Pour situer sa place centrale dans notre civilisation, le traité de Versailles
en 1918 a
contraint l’Allemagne à restituer les panneaux volés et même ceux qui furent
achetés.Adam et Eve y sont en
majesté, tellement humains.
L’engouement pour les peintres flamands, qu’il ne convient
plus m’a-t-il semblé de traiter de « primitifs », est toujours fort
du côté de Berlin, de Madrid ou dans l’aire
de la ligue hanséatique qui avait transporté des centaines de retables
dans ses bateaux.
« Le portrait
des époux Arnolfini » dont
chaque détail peut être examiné avec soin et admiration, est une
prouesse technique : rien que sur le miroir entouré de scènes de l’ancien
et du nouveau testament figure un autoportrait du peintre.
« La
Vierge du
chancelier Rolin » où le donateur « est à la
hauteur » ne comporterait pas moins de 130 références au Cantique des
cantiques : jardin clos, rose sans épine, carrelage avec des étoiles à
huit branches : l’étoile du matin...
Les «
Portraits du cardinal Niccolò Albergati» permettent de voir
le passage du dessin à la peinture et la virtuosité des deux manières.

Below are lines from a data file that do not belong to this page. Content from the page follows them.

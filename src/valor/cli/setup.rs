use clap::{CommandFactory, Parser, Subcommand};

#[derive(Parser, Debug)]
#[command(
    name = "valor",
    bin_name = "valor",
    version,
    disable_help_flag = true,
    disable_help_subcommand = true
)]
#[command(about = "Browse and search hero records from the terminal", long_about = None)]
pub struct Cli {
    #[command(subcommand)]
    pub command: Option<Commands>,

    /// Data source: a file path or an http(s) URL
    #[arg(short, long, global = true, value_name = "LOCATION", help_heading = "Options")]
    pub data: Option<String>,

    /// Use the global configuration
    #[arg(short, long, global = true, help_heading = "Options")]
    pub global: bool,

    /// Verbose output
    #[arg(short, long, global = true, help_heading = "Options")]
    pub verbose: bool,

    /// Print help
    #[arg(short, long, global = true)]
    pub help: bool,
}

/// Command group definitions for help output
#[derive(Debug, Clone, Copy, PartialEq, Eq)]
pub enum CommandGroup {
    Browse,
    Record,
    Misc,
}

impl CommandGroup {
    pub fn heading(&self) -> &'static str {
        match self {
            CommandGroup::Browse => "Browse Commands:",
            CommandGroup::Record => "Record Commands:",
            CommandGroup::Misc => "Miscellaneous:",
        }
    }

    pub fn for_command(name: &str) -> Option<Self> {
        match name {
            "list" | "browse" | "filters" => Some(CommandGroup::Browse),
            "view" => Some(CommandGroup::Record),
            "config" | "help" => Some(CommandGroup::Misc),
            _ => None,
        }
    }

    pub fn all() -> &'static [CommandGroup] {
        &[CommandGroup::Browse, CommandGroup::Record, CommandGroup::Misc]
    }
}

pub fn get_grouped_help() -> String {
    let cmd = Cli::command();
    let version = cmd.get_version().unwrap_or("unknown");

    let mut output = String::new();
    output.push_str(&format!("valor {version}\n"));
    output.push_str("Browse and search hero records from the terminal\n");
    output.push('\n');
    output.push_str("Usage: valor [OPTIONS] [COMMAND]\n");

    let subcommands: Vec<_> = cmd.get_subcommands().collect();

    for group in CommandGroup::all() {
        let group_cmds: Vec<_> = subcommands
            .iter()
            .filter(|sc| {
                !sc.is_hide_set() && CommandGroup::for_command(sc.get_name()) == Some(*group)
            })
            .collect();

        if !group_cmds.is_empty() {
            output.push('\n');
            output.push_str(&format!("{}\n", group.heading()));
            for sc in group_cmds {
                let name = sc.get_name();
                let about = sc.get_about().map(|s| s.to_string()).unwrap_or_default();
                output.push_str(&format!("  {:<12} {}\n", name, about));
            }
        }
    }

    output.push('\n');
    output.push_str("Options:\n");
    output.push_str("  -d, --data <LOCATION>  Data source: a file path or an http(s) URL\n");
    output.push_str("  -g, --global           Use the global configuration\n");
    output.push_str("  -v, --verbose          Verbose output\n");
    output.push_str("  -h, --help             Print help\n");
    output.push_str("  -V, --version          Print version\n");

    output
}

pub fn print_grouped_help() {
    print!("{}", get_grouped_help());
}

pub fn print_subcommand_help(command: &Option<Commands>) {
    let name = match command {
        Some(Commands::List { .. }) => "list",
        Some(Commands::Browse) => "browse",
        Some(Commands::Filters) => "filters",
        Some(Commands::View { .. }) => "view",
        Some(Commands::Config { .. }) => "config",
        Some(Commands::Help { .. }) => "help",
        None => {
            print_grouped_help();
            return;
        }
    };
    print_help_for_command(name);
}

/// Prints help for a command by name, falling back to the grouped help.
pub fn print_help_for_command(name: &str) {
    let mut cmd = Cli::command();

    for subcmd in cmd.get_subcommands_mut() {
        if subcmd.get_name() == name {
            print!("{}", subcmd.render_help());
            return;
        }
    }

    eprintln!("Unknown command: {}", name);
    eprintln!();
    print_grouped_help();
}

#[derive(Subcommand, Debug)]
pub enum Commands {
    /// List records, optionally searched and filtered
    #[command(alias = "ls", display_order = 1)]
    List {
        /// Search term, matched against name and stories
        #[arg(short, long)]
        search: Option<String>,

        /// Only records from this war
        #[arg(long)]
        war: Option<String>,

        /// Only records from this state
        #[arg(long)]
        state: Option<String>,

        /// Only records with this award
        #[arg(long)]
        award: Option<String>,

        /// Hide the "Showing N of M" line
        #[arg(long)]
        no_count: bool,
    },

    /// Interactive search: type to filter, `:help` for commands
    #[command(alias = "b", display_order = 2)]
    Browse,

    /// Show the wars, states and awards available for filtering
    #[command(display_order = 3)]
    Filters,

    /// Show one record in full
    #[command(alias = "v", display_order = 10)]
    View {
        /// Record id
        id: String,
    },

    /// Get or set configuration
    #[command(display_order = 30)]
    Config {
        /// Configuration key (e.g., data-source)
        key: Option<String>,

        /// Value to set (if omitted, prints current value)
        value: Option<String>,
    },

    /// Print help for valor or a subcommand
    #[command(display_order = 31)]
    Help {
        /// Subcommand to get help for
        command: Option<String>,
    },
}

#[cfg(test)]
mod tests {
    use super::*;

    fn parse(args: &[&str]) -> Cli {
        Cli::try_parse_from(std::iter::once("valor").chain(args.iter().copied())).unwrap()
    }

    #[test]
    fn no_command_defaults_to_none() {
        let cli = parse(&[]);
        assert!(cli.command.is_none());
        assert!(!cli.global);
    }

    #[test]
    fn list_takes_search_and_category_filters() {
        let cli = parse(&["list", "-s", "soldiers", "--war", "WWI", "--no-count"]);
        match cli.command {
            Some(Commands::List {
                search,
                war,
                state,
                no_count,
                ..
            }) => {
                assert_eq!(search.as_deref(), Some("soldiers"));
                assert_eq!(war.as_deref(), Some("WWI"));
                assert_eq!(state, None);
                assert!(no_count);
            }
            other => panic!("unexpected: {:?}", other),
        }
    }

    #[test]
    fn global_options_work_after_subcommand() {
        let cli = parse(&["view", "7", "--data", "https://example.com/heroes.json", "-v"]);
        assert_eq!(cli.data.as_deref(), Some("https://example.com/heroes.json"));
        assert!(cli.verbose);
        assert!(matches!(cli.command, Some(Commands::View { ref id }) if id == "7"));
    }

    #[test]
    fn grouped_help_lists_every_group() {
        let help = get_grouped_help();
        assert!(help.contains("Browse Commands:"));
        assert!(help.contains("Record Commands:"));
        assert!(help.contains("Miscellaneous:"));
        assert!(help.contains("  view"));
    }

    #[test]
    fn view_requires_an_id() {
        assert!(Cli::try_parse_from(["valor", "view"]).is_err());
    }
}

Si l’influence de Van Eyck
par ses prototypes stylistiques aux rendus méticuleux venait du Nord,
celle du « maître de Flémalle »
Robert Campin, est plus au sud.
Réaliste et symbolique, sacré et profane le « Triptyque de Mérode »,
représente l'Annonciation dans toute
la richesse des étoffes et des couleurs.
Parmi la vingtaine
d’œuvres qui lui sont attribuées, « La
Trinité affligée »
en grisaille est d’une présence étonnante.
L’individu
s’annonce dans « Portrait d'une
femme », son visage
de trois quarts a dépassé les profils
italiens, ses mains sont là, magnifiques.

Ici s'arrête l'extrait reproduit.